Найти в Дзене
Цитадель адеквата

Почему в русском языке нет диалектов?

Есть мнение, что в русском языке нет диалектов. Это мнение может показаться спорным, – но всё именно так. В настоящий момент речь может вестись лишь о говорах, а точнее даже о следах говоров, уже практически повсюду вытесненных единым «литературным» (или «московским») стандартом. Говор же, всё-таки, не диалект. Его отличия по-преимуществу фонетические, доля же оригинальной лексики ничтожна. Обычно это не более чем десятки слов.

-2

Высказывается же вышеупомянутое мнение, обычно, в связи с тем, что во многих странах диалекты сохраняются. Среди таковых можно упомянуть и Японию, и Германию. Плюс, Испанию, Италию, Великобританию, Голландию, Швецию, Норвегию… Тут уже, скорее, приходится думать, кого нельзя. Люксембург? Диалект немецкого. Бельгия, – диалект голландского… Разве что, Франция. Хотя, исторически, юг страны говорил даже не на диалекте старофранцузского, а на окситанском, близком к каталонскому. То есть, Россия представляет собой отклонение от нормы.

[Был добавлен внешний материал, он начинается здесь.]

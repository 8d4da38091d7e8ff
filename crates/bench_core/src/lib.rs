//! # bench_core: Analysis Foundation for Monte Carlo Benchmark Charts
//!
//! ## Layer Role
//!
//! bench_core is the bottom layer of the workspace, providing:
//! - Data model: `Series`, `MeasurementRecord`, `PathMatrix` (`types`)
//! - Variant dimensions: `ContractDirection`, `OptionStyle`,
//!   `SimulationMethod`, `Statistic` (`types::variant`)
//! - Error taxonomy: `LoadError`, `FitError`, `AnalysisError` (`error`)
//! - Power-law complexity estimation in log-log space (`estimator`)
//! - Title metadata parsing for chart titles and file names (`title`)
//!
//! ## Zero Dependency Principle
//!
//! Layer 1 has no dependencies on other workspace crates and only depends on
//! `thiserror` (and optionally `serde`). File reading lives in
//! `adapter_loader`, rendering in `bench_plot`.
//!
//! ## Usage Examples
//!
//! ```rust
//! use bench_core::estimator::ComplexityEstimator;
//!
//! let n = [10.0, 20.0, 40.0, 80.0];
//! let t = [1.0, 2.0, 4.0, 8.0];
//!
//! let fit = ComplexityEstimator::default().fit(&n, &t).unwrap();
//! assert!((fit.exponent - 1.0).abs() < 1e-12);
//! assert!((fit.scale - 0.1).abs() < 1e-12);
//! ```
//!
//! ## Feature Flags
//!
//! - `serde` (default): Enable serialisation for fits and variant identifiers

#![deny(missing_docs)]
#![deny(rustdoc::broken_intra_doc_links)]

pub mod error;
pub mod estimator;
pub mod title;
pub mod types;

pub use error::{AnalysisError, ErrorKind, FitError, LoadError};
pub use estimator::{ComplexityEstimator, ComplexityFit, LinearFit};
pub use title::{TitleMarkers, TitleMetadata};
pub use types::{MeasurementRecord, PathMatrix, Series};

Наиболее же любопытным примером является Швейцария, в каждом из «германских» или «итальянских» кантонов которой свой диалект немецкого или итальянского, – в последнем случае столь далёкий от стандарта, что получается «ретороманский» язык. В западных же кантонах безыскусно говорят по-французски… И это всё… о чём-то должно свидетельствовать.

...Диалекты, зарождающиеся как местные говоры и со временем способные развиться в настоящие новые языки, закономерно возникают при расселении народности и сопутствующей оному культурной изоляции. Так, при русской колонизации севера, на основе новгородского возник поморский диалект. При колонизации же Сибири появились десятки новых говоров… Соответственно, выходить из употребления диалекты начинают по мере возникновения и развития общенациональной культуры. Вещание и обучение ведётся только на «стандартном» литературном языке. Так было в России, – но и везде было именно так. В частности, «высокое наречие» – общенациональный немецкий язык появился только после объединения Германии. И ещё в конце XIX столетия путешественники отмечали, что немцы в большинстве «правильный» немецкий понимают плохо.

Возникает, таким образом, вопрос, почему в некоторых случаях диалекты вытесняются литературным языком, но в некоторых, – несмотря на усилия дикторов и учителей, – сохраняют позиции языка разговорного. Или даже получают официальный статус. Так, в Норвегии, например, сразу два государственных норвежских языка.

...Ну…Ответ, как обычно, прост. Для того, чтобы диалект сохранялся хотя бы на уровне разговорном, – для начала, – он должен быть пригодным для выполнения этой задачи. Достаточные для крестьянина несколько сотен слов, – в том числе десятки диалектных, – недостаточны на более высоком уровне культуры. При заимствовании же лексики из литературного языка будет заимствоваться и фонетика… То есть, диалект, чтобы проявить живучесть, должен быть развит. Как минимум, до возникновения собственной литературной традиции.

Диалекты сохраняются в странах относительно недавно преодолевших раздробленность. Важным условием также является использование диалекта местной знатью – до объединения страны. В противном случае, против диалекта будет работать его «не престижность».

Франция стала одним из первых государств Европы, которые могли быть названы «национальными», – плюс, французский длительное время выполнял функции языка межнационального общения в Европе. Что, автоматически, делало эталонный «парижский» вариант очень престижным.

Русские же диалекты (полоцкий, на котором велось делопроизводство в Литве – отдельный вопрос) исчезли, прежде всего, из-за отсутствия собственной литературной традиции, поскольку официальнымязыком северо-востока являлся церковно-славянский.

Вытеснение местных диалектов московским началось сразу после «чернового» объединения русских земель в конце XV века. Появившись, как придворный, общий русский язык распространялся «сверху», оттесняя диалекты в нижние социальные слои, – хотя и не путём насаждения (для чего потребовалось бы изобрести всеобщее обязательное образование), а за счёт престижности и богатства.

Важно также отметить, что этот процесс не прерывался. Обычай использования национального языка, как государственного, сложился в России раньше, чем в Англии. Так что, и при немецком засилье в XVIII веке, и в период моды на всё французское (о борьбе с которой пишет Толстой на первых страницах «Войны и мира») – при дворе говорили только по-русски. Также, русский, обогатившийся при Петре чудовищно исковерканными голландизмами (пример: «полундра» родившаяся из «фалл ундер» – «ложись»), принят был и в армии. Хорошее знание языка, таким образом, открывало возможности для карьеры и использования социального лифта, – «выслуживания дворянства».